Data provided:
______________________________
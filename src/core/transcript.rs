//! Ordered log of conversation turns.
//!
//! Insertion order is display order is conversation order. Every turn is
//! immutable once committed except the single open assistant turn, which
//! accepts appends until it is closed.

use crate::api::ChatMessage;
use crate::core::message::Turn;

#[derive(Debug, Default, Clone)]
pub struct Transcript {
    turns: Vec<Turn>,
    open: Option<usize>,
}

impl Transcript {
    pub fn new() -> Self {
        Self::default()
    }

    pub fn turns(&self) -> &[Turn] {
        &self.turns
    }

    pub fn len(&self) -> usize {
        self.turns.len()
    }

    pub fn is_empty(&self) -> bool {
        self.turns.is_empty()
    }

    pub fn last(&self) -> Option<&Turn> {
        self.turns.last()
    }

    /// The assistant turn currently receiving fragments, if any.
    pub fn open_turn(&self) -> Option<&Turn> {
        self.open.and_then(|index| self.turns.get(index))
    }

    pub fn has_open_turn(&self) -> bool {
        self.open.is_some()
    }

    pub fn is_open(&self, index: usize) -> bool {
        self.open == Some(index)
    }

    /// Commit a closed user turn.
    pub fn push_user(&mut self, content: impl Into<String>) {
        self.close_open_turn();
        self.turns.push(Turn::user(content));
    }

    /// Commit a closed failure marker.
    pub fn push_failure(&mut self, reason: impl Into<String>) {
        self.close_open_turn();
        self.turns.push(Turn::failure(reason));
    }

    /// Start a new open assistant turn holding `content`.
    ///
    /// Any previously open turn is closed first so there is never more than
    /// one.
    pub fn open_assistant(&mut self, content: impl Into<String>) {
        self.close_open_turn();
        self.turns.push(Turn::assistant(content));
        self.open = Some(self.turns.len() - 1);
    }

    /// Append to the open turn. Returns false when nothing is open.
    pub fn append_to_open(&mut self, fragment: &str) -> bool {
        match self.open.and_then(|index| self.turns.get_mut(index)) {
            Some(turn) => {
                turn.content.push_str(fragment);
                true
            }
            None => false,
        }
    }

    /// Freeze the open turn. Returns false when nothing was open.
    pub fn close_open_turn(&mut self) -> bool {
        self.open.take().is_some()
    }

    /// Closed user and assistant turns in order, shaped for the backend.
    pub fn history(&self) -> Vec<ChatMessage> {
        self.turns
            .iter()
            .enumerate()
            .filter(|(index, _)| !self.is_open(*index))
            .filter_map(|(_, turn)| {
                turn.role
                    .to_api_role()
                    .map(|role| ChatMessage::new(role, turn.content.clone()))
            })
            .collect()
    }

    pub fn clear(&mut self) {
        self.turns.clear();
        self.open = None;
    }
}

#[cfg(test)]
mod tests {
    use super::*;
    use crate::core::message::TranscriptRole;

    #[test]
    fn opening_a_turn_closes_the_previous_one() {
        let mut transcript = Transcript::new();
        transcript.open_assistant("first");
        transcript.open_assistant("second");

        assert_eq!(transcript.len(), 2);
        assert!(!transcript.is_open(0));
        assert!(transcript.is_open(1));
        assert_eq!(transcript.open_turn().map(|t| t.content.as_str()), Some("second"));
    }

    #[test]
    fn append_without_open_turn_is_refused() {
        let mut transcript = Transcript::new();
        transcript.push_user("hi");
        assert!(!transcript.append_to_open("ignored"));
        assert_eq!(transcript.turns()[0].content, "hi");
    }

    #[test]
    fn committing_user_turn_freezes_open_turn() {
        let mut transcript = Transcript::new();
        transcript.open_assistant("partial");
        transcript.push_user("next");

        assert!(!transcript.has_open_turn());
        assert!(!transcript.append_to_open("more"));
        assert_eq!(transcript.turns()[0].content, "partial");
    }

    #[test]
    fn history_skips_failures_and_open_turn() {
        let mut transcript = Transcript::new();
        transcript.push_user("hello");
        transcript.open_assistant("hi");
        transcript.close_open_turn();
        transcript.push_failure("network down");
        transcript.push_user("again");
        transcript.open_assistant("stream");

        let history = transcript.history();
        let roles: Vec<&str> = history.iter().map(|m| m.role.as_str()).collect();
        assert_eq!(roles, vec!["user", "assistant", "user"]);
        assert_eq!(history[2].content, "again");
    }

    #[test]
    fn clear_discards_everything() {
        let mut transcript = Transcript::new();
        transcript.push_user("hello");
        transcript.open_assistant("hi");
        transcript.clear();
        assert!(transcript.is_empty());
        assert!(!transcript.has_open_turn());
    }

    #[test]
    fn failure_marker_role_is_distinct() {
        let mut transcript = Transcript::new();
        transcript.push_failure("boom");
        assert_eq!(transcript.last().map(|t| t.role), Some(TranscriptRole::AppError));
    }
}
______________________________
Exercise: Establish how many lines of the records contain the string "again" and state that number without elaboration.

Response: 2